*WHAT IS NEEDED*. Pull every line that includes the word "Result" out of the data below and copy it.

*TASK INPUTS*.
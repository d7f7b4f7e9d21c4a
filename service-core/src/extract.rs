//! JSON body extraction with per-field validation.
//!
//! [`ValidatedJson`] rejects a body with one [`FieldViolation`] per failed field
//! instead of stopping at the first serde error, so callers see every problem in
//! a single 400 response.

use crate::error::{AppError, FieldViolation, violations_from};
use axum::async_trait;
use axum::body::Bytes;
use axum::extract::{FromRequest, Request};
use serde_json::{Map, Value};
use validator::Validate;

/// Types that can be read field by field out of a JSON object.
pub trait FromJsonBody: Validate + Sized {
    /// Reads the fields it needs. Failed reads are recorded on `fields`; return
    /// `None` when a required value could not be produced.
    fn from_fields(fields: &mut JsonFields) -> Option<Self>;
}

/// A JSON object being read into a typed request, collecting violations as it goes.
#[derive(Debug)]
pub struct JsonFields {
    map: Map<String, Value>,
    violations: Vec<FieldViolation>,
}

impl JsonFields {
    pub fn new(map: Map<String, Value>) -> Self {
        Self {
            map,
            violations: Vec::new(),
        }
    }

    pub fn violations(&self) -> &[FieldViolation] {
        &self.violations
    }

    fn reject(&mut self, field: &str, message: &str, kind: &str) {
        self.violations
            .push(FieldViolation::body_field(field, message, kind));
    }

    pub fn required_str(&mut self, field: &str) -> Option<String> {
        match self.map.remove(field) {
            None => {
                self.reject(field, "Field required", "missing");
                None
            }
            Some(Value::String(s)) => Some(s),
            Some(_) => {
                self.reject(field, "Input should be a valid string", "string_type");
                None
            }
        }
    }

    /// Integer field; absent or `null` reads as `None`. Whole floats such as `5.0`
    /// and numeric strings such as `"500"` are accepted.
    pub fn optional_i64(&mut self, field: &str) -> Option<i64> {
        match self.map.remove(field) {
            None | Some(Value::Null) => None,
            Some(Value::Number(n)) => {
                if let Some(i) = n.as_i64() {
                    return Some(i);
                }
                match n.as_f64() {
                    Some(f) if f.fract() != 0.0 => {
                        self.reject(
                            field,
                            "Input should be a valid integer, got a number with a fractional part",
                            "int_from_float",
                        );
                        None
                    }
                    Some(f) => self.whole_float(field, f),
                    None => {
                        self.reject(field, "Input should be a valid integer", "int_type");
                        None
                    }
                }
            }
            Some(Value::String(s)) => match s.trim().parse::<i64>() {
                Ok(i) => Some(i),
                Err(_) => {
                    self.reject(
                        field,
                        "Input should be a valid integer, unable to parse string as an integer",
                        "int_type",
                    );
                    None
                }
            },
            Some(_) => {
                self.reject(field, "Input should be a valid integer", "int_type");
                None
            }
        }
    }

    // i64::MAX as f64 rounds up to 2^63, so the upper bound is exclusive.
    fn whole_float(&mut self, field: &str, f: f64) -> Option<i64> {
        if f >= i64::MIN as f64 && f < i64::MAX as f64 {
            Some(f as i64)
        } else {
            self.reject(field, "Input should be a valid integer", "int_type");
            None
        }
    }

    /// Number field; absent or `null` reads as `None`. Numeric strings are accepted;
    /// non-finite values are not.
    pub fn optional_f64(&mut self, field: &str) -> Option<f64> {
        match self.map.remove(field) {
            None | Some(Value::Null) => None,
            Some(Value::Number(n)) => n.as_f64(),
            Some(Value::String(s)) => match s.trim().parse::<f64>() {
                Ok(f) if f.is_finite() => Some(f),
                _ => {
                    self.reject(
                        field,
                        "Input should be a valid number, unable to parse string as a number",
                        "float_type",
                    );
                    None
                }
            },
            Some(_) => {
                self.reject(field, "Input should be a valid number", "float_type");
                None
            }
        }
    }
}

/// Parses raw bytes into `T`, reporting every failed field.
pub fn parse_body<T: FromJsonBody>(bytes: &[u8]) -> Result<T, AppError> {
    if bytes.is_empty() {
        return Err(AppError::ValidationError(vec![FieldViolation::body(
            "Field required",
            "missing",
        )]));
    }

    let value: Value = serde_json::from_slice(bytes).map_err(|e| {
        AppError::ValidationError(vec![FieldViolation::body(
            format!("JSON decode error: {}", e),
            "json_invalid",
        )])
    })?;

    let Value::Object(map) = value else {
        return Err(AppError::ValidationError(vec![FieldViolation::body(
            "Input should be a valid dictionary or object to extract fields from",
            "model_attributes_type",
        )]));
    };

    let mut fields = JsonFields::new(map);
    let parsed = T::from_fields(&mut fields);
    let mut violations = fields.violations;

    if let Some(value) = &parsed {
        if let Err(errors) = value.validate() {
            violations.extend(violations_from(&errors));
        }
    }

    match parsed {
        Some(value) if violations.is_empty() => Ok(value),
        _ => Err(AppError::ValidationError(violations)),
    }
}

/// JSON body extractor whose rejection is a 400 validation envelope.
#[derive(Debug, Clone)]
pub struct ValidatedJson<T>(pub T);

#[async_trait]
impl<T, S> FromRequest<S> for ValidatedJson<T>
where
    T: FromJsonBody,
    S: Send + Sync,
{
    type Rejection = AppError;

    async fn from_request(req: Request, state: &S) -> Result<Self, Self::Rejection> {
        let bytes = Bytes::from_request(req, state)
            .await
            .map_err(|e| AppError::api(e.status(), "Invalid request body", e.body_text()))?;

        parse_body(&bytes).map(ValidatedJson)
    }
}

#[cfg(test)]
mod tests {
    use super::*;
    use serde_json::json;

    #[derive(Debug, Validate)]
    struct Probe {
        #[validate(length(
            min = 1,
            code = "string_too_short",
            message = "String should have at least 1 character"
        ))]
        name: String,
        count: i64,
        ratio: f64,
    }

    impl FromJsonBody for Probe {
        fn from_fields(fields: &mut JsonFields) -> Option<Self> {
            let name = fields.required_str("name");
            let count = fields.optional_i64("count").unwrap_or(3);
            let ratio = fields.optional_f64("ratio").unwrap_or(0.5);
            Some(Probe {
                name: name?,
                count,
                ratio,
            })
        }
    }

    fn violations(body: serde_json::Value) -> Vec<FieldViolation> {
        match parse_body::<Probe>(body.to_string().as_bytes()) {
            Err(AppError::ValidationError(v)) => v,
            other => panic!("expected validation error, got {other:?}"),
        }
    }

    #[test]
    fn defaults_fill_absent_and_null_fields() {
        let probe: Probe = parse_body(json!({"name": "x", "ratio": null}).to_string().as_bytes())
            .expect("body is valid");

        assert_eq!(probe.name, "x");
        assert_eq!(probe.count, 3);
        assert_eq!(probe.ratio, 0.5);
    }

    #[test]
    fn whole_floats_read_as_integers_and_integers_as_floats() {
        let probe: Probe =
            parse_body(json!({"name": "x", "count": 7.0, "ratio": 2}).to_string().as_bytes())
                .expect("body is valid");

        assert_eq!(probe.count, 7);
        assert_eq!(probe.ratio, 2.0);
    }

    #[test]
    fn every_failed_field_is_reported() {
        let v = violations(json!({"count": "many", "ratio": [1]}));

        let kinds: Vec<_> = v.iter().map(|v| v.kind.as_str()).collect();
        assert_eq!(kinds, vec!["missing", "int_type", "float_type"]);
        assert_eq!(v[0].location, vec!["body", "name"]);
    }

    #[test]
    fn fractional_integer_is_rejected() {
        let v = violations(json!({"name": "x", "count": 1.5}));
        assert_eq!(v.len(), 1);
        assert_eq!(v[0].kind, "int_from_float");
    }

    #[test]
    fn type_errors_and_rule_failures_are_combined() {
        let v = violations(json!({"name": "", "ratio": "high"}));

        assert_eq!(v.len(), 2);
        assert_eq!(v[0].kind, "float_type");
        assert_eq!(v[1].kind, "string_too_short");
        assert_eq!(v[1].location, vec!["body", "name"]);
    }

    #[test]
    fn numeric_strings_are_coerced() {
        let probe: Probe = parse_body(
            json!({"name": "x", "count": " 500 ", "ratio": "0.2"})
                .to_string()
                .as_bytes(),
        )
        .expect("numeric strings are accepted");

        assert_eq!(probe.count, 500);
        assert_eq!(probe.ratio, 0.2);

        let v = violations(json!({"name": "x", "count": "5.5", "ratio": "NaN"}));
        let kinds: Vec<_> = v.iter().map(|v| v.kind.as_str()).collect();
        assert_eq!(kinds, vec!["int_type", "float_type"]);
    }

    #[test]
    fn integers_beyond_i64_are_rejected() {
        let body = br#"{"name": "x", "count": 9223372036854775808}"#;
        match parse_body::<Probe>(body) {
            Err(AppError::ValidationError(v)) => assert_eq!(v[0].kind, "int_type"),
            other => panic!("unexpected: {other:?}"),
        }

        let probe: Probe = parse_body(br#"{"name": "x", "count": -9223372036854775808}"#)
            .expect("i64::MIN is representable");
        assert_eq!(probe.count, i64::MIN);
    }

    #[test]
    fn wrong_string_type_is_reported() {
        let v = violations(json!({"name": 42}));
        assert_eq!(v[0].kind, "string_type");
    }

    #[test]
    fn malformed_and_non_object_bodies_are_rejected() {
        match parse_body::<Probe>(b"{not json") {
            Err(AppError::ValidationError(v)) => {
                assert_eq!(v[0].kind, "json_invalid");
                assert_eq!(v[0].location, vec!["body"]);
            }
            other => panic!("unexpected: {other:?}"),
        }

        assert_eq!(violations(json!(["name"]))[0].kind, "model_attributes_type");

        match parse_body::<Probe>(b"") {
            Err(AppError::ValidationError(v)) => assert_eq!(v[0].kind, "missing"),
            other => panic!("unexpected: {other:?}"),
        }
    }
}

*OUTPUT BELOW*.
pub fn parse_body<T: FromJsonBody>(bytes: &[u8]) -> Result<T, AppError> {
    async fn from_request(req: Request, state: &S) -> Result<Self, Self::Rejection> {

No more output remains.